(Beginning of Material for the task)

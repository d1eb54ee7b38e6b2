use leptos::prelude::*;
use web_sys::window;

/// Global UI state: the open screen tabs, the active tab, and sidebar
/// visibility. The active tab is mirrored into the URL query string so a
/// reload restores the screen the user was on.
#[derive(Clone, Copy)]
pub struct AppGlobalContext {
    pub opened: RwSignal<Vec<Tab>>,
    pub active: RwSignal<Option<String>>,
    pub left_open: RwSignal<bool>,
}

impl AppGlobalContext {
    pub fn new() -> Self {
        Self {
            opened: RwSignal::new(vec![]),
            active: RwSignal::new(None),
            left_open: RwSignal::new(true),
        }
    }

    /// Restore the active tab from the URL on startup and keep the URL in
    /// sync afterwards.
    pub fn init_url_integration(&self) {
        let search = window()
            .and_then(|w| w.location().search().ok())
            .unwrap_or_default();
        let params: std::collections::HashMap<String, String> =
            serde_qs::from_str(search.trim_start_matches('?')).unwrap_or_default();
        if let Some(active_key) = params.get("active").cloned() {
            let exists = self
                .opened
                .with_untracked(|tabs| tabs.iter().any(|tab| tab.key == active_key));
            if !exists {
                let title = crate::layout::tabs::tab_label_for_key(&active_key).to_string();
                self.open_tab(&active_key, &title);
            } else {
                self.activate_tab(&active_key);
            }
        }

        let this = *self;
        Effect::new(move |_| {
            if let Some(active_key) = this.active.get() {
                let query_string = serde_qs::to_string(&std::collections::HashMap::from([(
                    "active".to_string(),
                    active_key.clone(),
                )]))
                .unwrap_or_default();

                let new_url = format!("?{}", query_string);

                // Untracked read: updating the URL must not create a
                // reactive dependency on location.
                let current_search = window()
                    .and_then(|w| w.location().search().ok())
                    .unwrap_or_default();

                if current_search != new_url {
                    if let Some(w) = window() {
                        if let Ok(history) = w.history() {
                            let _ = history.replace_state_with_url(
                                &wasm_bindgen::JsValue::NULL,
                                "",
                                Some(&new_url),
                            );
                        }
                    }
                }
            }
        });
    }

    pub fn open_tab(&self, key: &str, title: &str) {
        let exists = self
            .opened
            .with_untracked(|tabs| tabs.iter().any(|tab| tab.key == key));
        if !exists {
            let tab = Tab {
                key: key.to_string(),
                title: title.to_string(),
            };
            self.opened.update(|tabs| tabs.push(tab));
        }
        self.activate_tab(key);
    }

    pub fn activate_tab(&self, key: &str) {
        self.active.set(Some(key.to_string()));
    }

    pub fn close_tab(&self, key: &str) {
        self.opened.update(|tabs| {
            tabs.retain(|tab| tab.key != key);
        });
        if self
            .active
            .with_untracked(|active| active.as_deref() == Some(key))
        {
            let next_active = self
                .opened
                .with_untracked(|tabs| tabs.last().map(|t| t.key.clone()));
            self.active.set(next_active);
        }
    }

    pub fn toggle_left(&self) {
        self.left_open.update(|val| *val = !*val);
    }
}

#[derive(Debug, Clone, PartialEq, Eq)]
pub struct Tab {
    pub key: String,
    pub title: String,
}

(End of Material for the task)

### Problem to work on:
Among the lines of the data, which ones contain the word "title"? Show them.

### Result:
                let title = crate::layout::tabs::tab_label_for_key(&active_key).to_string();
                self.open_tab(&active_key, &title);
    pub fn open_tab(&self, key: &str, title: &str) {
                title: title.to_string(),
    pub title: String,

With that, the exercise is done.